//! Evolution Path Scorer
//!
//! Ranks the forms a pet could evolve into and projects what each would do
//! to its stats and traits. Pure computation; nothing is persisted.

mod templates;

pub use templates::{normalize_species, procedural_templates, EvolutionTemplate, SpeciesFamily};

use serde::{Deserialize, Serialize};
use std::collections::HashSet;
use tracing::debug;

use crate::config::ScorerConfig;
use crate::pet::{Pet, Rarity, StatDelta, StatKind};

#[derive(Debug, Clone, Default, PartialEq, Serialize, Deserialize)]
pub struct ScoreContext {
    pub environment: String,
}

#[derive(Debug, Clone, PartialEq, Serialize, Deserialize)]
pub struct EvolutionCandidate {
    pub form: String,
    pub target_rarity: Rarity,
    pub tags: Vec<String>,
    pub stat_delta: StatDelta,
    pub score: f64,
    pub new_traits: Vec<String>,
}

pub struct EvolutionPathScorer {
    config: ScorerConfig,
}

impl EvolutionPathScorer {
    pub fn new(config: ScorerConfig) -> Self {
        Self { config }
    }

    /// Built-in templates for the pet's species, or procedural ones.
    pub fn templates_for(&self, pet: &Pet, context: &ScoreContext) -> Vec<EvolutionTemplate> {
        SpeciesFamily::resolve(&pet.species)
            .templates()
            .filter(|t| !t.is_empty())
            .unwrap_or_else(|| {
                debug!("No templates for species '{}', synthesizing", pet.species);
                procedural_templates(
                    &pet.species,
                    pet.level,
                    &context.environment,
                    self.config.procedural_level_offsets,
                )
            })
    }

    /// Candidates sorted by descending score, at most `max_candidates` and
    /// never empty.
    pub fn score(&self, pet: &Pet, context: &ScoreContext) -> Vec<EvolutionCandidate> {
        let mut candidates: Vec<EvolutionCandidate> = self
            .templates_for(pet, context)
            .iter()
            .map(|template| self.candidate(pet, context, template))
            .collect();
        candidates.sort_by(|a, b| b.score.total_cmp(&a.score));
        candidates.truncate(self.config.max_candidates.max(1));
        candidates
    }

    pub fn template_score(&self, pet: &Pet, context: &ScoreContext, template: &EvolutionTemplate) -> f64 {
        let level_ratio = ratio(pet.level as f64, template.required_level as f64);
        let bond_ratio = ratio(pet.bond, template.required_bond);
        let environment = if environment_matches(&context.environment, &template.environment) {
            1.0
        } else {
            0.3
        };

        let traits: HashSet<String> = pet
            .active_trait_names()
            .iter()
            .map(|n| n.trim().to_lowercase())
            .collect();
        let overlap = template
            .tags
            .iter()
            .filter(|tag| traits.contains(&tag.to_lowercase()))
            .count();

        (0.4 * level_ratio + 0.4 * bond_ratio + 0.2 * environment)
            * self.config.rarity_weight.get(pet.rarity)
            * (1.0 + 0.1 * overlap as f64)
    }

    fn candidate(&self, pet: &Pet, context: &ScoreContext, template: &EvolutionTemplate) -> EvolutionCandidate {
        let score = self.template_score(pet, context, template);
        let target_rarity = template.target_rarity(pet.rarity);
        let growth = self.config.growth_multiplier.get(target_rarity);
        let factor = growth * (0.8 + 0.4 * score.min(1.0)) - 1.0;

        let stat_delta: StatDelta = StatKind::ALL
            .iter()
            .map(|kind| (*kind, (pet.stats.get(*kind) as f64 * factor).round() as i64))
            .collect();

        let mut new_traits = Vec::new();
        let mut seen = HashSet::new();
        for name in pet.active_trait_names().into_iter().chain(template.tags.iter().cloned()) {
            if seen.insert(name.to_lowercase()) {
                new_traits.push(name);
            }
        }

        EvolutionCandidate {
            form: template.form.clone(),
            target_rarity,
            tags: template.tags.clone(),
            stat_delta,
            score,
            new_traits,
        }
    }
}

/// `min(1, value / required)`; a zero requirement is always met.
fn ratio(value: f64, required: f64) -> f64 {
    if required <= 0.0 {
        return 1.0;
    }
    (value / required).clamp(0.0, 1.0)
}

fn environment_matches(requested: &str, native: &str) -> bool {
    let requested = normalize_species(requested);
    !requested.is_empty() && requested == normalize_species(native)
}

------------------------

● **EXERCISE GOAL**
Every line of the material must be returned exactly as it appears.

● **REPLY TO THE TASK**
//! Evolution Path Scorer
//!
//! Ranks the forms a pet could evolve into and projects what each would do
//! to its stats and traits. Pure computation; nothing is persisted.

mod templates;

pub use templates::{normalize_species, procedural_templates, EvolutionTemplate, SpeciesFamily};

use serde::{Deserialize, Serialize};
use std::collections::HashSet;
use tracing::debug;

use crate::config::ScorerConfig;
use crate::pet::{Pet, Rarity, StatDelta, StatKind};

#[derive(Debug, Clone, Default, PartialEq, Serialize, Deserialize)]
pub struct ScoreContext {
    pub environment: String,
}

#[derive(Debug, Clone, PartialEq, Serialize, Deserialize)]
pub struct EvolutionCandidate {
    pub form: String,
    pub target_rarity: Rarity,
    pub tags: Vec<String>,
    pub stat_delta: StatDelta,
    pub score: f64,
    pub new_traits: Vec<String>,
}

pub struct EvolutionPathScorer {
    config: ScorerConfig,
}

impl EvolutionPathScorer {
    pub fn new(config: ScorerConfig) -> Self {
        Self { config }
    }

    /// Built-in templates for the pet's species, or procedural ones.
    pub fn templates_for(&self, pet: &Pet, context: &ScoreContext) -> Vec<EvolutionTemplate> {
        SpeciesFamily::resolve(&pet.species)
            .templates()
            .filter(|t| !t.is_empty())
            .unwrap_or_else(|| {
                debug!("No templates for species '{}', synthesizing", pet.species);
                procedural_templates(
                    &pet.species,
                    pet.level,
                    &context.environment,
                    self.config.procedural_level_offsets,
                )
            })
    }

    /// Candidates sorted by descending score, at most `max_candidates` and
    /// never empty.
    pub fn score(&self, pet: &Pet, context: &ScoreContext) -> Vec<EvolutionCandidate> {
        let mut candidates: Vec<EvolutionCandidate> = self
            .templates_for(pet, context)
            .iter()
            .map(|template| self.candidate(pet, context, template))
            .collect();
        candidates.sort_by(|a, b| b.score.total_cmp(&a.score));
        candidates.truncate(self.config.max_candidates.max(1));
        candidates
    }

    pub fn template_score(&self, pet: &Pet, context: &ScoreContext, template: &EvolutionTemplate) -> f64 {
        let level_ratio = ratio(pet.level as f64, template.required_level as f64);
        let bond_ratio = ratio(pet.bond, template.required_bond);
        let environment = if environment_matches(&context.environment, &template.environment) {
            1.0
        } else {
            0.3
        };

        let traits: HashSet<String> = pet
            .active_trait_names()
            .iter()
            .map(|n| n.trim().to_lowercase())
            .collect();
        let overlap = template
            .tags
            .iter()
            .filter(|tag| traits.contains(&tag.to_lowercase()))
            .count();

        (0.4 * level_ratio + 0.4 * bond_ratio + 0.2 * environment)
            * self.config.rarity_weight.get(pet.rarity)
            * (1.0 + 0.1 * overlap as f64)
    }

    fn candidate(&self, pet: &Pet, context: &ScoreContext, template: &EvolutionTemplate) -> EvolutionCandidate {
        let score = self.template_score(pet, context, template);
        let target_rarity = template.target_rarity(pet.rarity);
        let growth = self.config.growth_multiplier.get(target_rarity);
        let factor = growth * (0.8 + 0.4 * score.min(1.0)) - 1.0;

        let stat_delta: StatDelta = StatKind::ALL
            .iter()
            .map(|kind| (*kind, (pet.stats.get(*kind) as f64 * factor).round() as i64))
            .collect();

        let mut new_traits = Vec::new();
        let mut seen = HashSet::new();
        for name in pet.active_trait_names().into_iter().chain(template.tags.iter().cloned()) {
            if seen.insert(name.to_lowercase()) {
                new_traits.push(name);
            }
        }

        EvolutionCandidate {
            form: template.form.clone(),
            target_rarity,
            tags: template.tags.clone(),
            stat_delta,
            score,
            new_traits,
        }
    }
}

/// `min(1, value / required)`; a zero requirement is always met.
fn ratio(value: f64, required: f64) -> f64 {
    if required <= 0.0 {
        return 1.0;
    }
    (value / required).clamp(0.0, 1.0)
}

fn environment_matches(requested: &str, native: &str) -> bool {
    let requested = normalize_species(requested);
    !requested.is_empty() && requested == normalize_species(native)
}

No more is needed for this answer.